Exercise |
Below are the records; copy exactly the stretch from the line containing "contain valid TOML." through the line containing "fn save(&self) -> Result<(), StoreError>;", both ends included, and nothing else.

Supplied material |
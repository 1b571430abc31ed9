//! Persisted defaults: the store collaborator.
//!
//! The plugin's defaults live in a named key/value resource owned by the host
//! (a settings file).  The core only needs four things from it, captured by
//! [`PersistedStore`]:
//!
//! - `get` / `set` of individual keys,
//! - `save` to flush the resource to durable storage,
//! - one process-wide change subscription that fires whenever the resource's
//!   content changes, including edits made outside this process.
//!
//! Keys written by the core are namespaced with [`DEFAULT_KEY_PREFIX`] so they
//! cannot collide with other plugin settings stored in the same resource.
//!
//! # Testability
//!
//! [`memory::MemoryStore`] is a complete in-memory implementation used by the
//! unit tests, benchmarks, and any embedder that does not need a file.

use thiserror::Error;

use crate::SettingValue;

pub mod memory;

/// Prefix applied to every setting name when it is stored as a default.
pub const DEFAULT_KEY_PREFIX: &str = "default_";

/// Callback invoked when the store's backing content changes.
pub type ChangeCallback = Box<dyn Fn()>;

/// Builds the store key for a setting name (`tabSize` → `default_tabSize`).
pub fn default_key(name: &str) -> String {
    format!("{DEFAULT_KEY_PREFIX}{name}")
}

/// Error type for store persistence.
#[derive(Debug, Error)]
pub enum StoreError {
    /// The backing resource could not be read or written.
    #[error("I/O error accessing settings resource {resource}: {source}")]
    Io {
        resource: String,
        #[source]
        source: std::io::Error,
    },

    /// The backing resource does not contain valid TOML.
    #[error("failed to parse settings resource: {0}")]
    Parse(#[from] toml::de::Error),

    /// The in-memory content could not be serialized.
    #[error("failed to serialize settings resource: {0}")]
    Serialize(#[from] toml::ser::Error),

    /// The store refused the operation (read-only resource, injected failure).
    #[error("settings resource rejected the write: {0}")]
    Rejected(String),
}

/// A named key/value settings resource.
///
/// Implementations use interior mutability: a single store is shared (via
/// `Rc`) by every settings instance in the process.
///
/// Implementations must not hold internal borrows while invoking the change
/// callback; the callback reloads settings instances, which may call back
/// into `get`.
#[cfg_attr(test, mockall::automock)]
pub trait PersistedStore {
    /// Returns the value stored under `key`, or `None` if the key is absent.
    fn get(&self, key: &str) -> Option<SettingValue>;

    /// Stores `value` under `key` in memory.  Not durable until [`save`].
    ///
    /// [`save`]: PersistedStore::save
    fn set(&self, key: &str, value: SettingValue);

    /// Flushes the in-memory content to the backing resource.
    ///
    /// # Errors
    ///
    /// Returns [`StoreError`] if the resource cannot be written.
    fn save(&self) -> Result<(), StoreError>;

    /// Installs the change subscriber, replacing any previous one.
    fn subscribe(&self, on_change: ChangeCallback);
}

Output for this task |
    /// The backing resource does not contain valid TOML.
    #[error("failed to parse settings resource: {0}")]
    Parse(#[from] toml::de::Error),

    /// The in-memory content could not be serialized.
    #[error("failed to serialize settings resource: {0}")]
    Serialize(#[from] toml::ser::Error),

    /// The store refused the operation (read-only resource, injected failure).
    #[error("settings resource rejected the write: {0}")]
    Rejected(String),
}

/// A named key/value settings resource.
///
/// Implementations use interior mutability: a single store is shared (via
/// `Rc`) by every settings instance in the process.
///
/// Implementations must not hold internal borrows while invoking the change
/// callback; the callback reloads settings instances, which may call back
/// into `get`.
#[cfg_attr(test, mockall::automock)]
pub trait PersistedStore {
    /// Returns the value stored under `key`, or `None` if the key is absent.
    fn get(&self, key: &str) -> Option<SettingValue>;

    /// Stores `value` under `key` in memory.  Not durable until [`save`].
    ///
    /// [`save`]: PersistedStore::save
    fn set(&self, key: &str, value: SettingValue);

    /// Flushes the in-memory content to the backing resource.
    ///
    /// # Errors
    ///
    /// Returns [`StoreError`] if the resource cannot be written.
    fn save(&self) -> Result<(), StoreError>;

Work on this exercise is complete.